▸ **Problem to work on**
Report, in full, each line of the material below in which the string "VerifyingKey" occurs.
━━━━━━━━━━━━━━━━
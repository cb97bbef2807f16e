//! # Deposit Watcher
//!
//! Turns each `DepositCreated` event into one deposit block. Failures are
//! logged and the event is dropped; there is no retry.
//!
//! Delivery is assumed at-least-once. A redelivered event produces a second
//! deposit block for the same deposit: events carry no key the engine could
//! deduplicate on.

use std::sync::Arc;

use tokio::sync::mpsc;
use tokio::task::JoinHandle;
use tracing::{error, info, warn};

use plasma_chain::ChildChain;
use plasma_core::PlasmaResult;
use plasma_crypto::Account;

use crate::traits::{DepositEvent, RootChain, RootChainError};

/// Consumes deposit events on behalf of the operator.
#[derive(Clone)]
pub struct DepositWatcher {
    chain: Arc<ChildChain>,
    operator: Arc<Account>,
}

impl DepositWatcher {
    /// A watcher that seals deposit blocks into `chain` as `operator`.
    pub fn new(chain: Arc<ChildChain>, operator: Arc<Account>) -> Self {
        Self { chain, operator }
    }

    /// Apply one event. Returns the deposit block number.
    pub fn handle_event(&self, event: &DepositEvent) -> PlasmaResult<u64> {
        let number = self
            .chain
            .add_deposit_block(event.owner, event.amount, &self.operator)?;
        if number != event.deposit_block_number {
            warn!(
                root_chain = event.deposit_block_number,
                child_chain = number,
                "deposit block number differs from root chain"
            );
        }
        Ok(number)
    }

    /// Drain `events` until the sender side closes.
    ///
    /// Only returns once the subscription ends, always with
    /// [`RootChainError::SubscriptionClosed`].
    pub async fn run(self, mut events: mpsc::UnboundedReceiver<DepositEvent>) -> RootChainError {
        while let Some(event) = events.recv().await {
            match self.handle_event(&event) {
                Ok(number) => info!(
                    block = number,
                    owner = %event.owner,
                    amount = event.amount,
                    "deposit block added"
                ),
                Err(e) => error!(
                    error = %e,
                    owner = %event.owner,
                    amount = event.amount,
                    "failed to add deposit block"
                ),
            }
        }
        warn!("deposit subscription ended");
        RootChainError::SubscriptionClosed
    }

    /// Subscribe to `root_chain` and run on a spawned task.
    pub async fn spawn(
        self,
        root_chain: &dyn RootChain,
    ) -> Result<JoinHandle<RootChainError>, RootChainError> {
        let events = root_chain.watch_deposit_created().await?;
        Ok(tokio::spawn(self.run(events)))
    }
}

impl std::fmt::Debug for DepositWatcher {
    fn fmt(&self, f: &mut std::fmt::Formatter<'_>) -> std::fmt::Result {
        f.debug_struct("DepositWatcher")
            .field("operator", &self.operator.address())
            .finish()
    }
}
━━━━━━━━━━━━━━━━
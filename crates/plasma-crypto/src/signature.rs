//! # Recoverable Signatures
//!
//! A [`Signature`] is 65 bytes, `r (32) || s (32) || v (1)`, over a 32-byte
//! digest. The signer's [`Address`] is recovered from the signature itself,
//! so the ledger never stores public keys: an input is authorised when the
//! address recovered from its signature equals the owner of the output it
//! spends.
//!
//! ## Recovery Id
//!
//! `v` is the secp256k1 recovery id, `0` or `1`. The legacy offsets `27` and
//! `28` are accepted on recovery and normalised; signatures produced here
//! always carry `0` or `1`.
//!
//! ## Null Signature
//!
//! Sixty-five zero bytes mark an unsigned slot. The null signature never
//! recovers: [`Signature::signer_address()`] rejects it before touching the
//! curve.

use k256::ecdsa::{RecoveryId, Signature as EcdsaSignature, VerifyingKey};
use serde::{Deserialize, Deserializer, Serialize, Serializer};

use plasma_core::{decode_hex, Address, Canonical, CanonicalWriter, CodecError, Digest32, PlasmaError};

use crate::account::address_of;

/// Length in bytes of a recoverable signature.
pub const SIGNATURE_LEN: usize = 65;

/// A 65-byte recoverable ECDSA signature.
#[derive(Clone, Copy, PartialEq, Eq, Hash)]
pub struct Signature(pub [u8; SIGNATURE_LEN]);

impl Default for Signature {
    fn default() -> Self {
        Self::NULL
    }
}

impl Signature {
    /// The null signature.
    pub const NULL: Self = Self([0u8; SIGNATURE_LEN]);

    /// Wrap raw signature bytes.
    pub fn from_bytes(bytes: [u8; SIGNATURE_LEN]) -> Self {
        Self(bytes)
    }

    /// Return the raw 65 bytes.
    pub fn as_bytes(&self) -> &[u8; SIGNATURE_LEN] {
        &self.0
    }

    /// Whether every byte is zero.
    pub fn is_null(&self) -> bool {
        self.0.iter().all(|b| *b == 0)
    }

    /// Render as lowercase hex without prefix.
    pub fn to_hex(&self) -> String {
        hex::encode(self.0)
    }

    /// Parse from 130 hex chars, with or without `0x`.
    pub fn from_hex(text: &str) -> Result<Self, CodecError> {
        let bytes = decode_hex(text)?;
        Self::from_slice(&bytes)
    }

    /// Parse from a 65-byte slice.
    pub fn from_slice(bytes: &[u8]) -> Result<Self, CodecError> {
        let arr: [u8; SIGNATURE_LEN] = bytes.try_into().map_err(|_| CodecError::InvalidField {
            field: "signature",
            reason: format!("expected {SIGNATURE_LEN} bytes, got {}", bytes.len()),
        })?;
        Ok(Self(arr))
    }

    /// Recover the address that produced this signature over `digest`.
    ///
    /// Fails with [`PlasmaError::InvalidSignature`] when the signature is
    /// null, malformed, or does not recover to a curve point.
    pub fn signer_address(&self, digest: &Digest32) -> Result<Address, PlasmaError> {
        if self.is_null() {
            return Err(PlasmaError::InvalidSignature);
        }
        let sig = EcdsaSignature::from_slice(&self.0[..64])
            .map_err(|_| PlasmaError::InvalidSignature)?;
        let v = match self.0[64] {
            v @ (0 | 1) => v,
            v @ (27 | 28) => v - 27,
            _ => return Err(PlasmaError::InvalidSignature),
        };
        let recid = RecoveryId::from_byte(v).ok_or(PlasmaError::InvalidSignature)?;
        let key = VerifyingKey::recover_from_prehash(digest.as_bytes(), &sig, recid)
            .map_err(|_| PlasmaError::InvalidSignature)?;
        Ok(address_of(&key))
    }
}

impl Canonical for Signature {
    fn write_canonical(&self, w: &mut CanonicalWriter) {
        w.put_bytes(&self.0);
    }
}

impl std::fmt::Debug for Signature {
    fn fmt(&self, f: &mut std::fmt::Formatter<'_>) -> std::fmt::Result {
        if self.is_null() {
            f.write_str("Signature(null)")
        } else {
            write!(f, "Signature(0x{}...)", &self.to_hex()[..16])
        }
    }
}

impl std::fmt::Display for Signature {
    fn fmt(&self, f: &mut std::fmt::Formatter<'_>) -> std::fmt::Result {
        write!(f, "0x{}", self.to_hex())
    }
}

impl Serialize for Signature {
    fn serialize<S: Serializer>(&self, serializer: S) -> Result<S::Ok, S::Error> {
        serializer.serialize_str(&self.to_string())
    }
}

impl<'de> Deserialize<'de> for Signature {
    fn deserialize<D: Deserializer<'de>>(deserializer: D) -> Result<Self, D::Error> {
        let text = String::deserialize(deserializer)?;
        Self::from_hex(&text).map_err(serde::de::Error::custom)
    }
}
━━━━━━━━━━━━━━━━
▸ **Response below**
use k256::ecdsa::{RecoveryId, Signature as EcdsaSignature, VerifyingKey};
        let key = VerifyingKey::recover_from_prehash(digest.as_bytes(), &sig, recid)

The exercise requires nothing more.